Enter the "kill-thy-neighbour" hypothesis proposed by Bond and Midgley in 1995. This hypothesis that
"...flammability may enhance inclusive fitness if the resulting fires kill neighbouring less flammable individuals and also open up recruitment possibilities".
They also state that
"Alteration of the fire regime through the evolution of flammability, even in a single species contributing heavily to fuel loads,would result in the selective exclusion or admission of other species to an ecosystem depending on the compatibility of their pre-existing traits with fire."
Yet how does this hypothesis apply within a flammable fire-driven community? [Note: flammability and fire-surviving traits need to be considered separately]. If flammable traits are costly to maintain (e.g. dead branch retention), then defectors (in this case, species with low flammability but fire-surviving traits [either of the current individual or of seeds]) should come to dominate the community and thereby decrease its overall flammability. This would allow the invasion of other species that were previously excluded by fire; for example, remove fire from fynbos vegetation and forest species invade and ultimately transform the vegetation into a forest community.  Thus, flammable species need to remain dominant components of the community, and non-flammable defectors a minority component.
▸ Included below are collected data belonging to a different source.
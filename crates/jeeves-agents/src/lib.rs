//! Jeeves Agents
//!
//! Built-in agents that plug into the `jeeves-core` coordinator.

#![forbid(unsafe_code)]
#![warn(missing_docs)]

pub mod timer;

pub use timer::TimerAgent;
Thus, from the Bond and Midgley model, we can predict that there should be a combination of flammable and non-flammable fire-adapted (or pre-existing fire survival traits) species.

But this is where the "kill-thy-neighbour" model ends. It still does not adequately explain how flammability and the necessary post-fire seedling advantage could co-evolve. This is where I think there is a geological explanation for the origin of flammable vegetation with fire-adapted traits, but that is a blog for another day...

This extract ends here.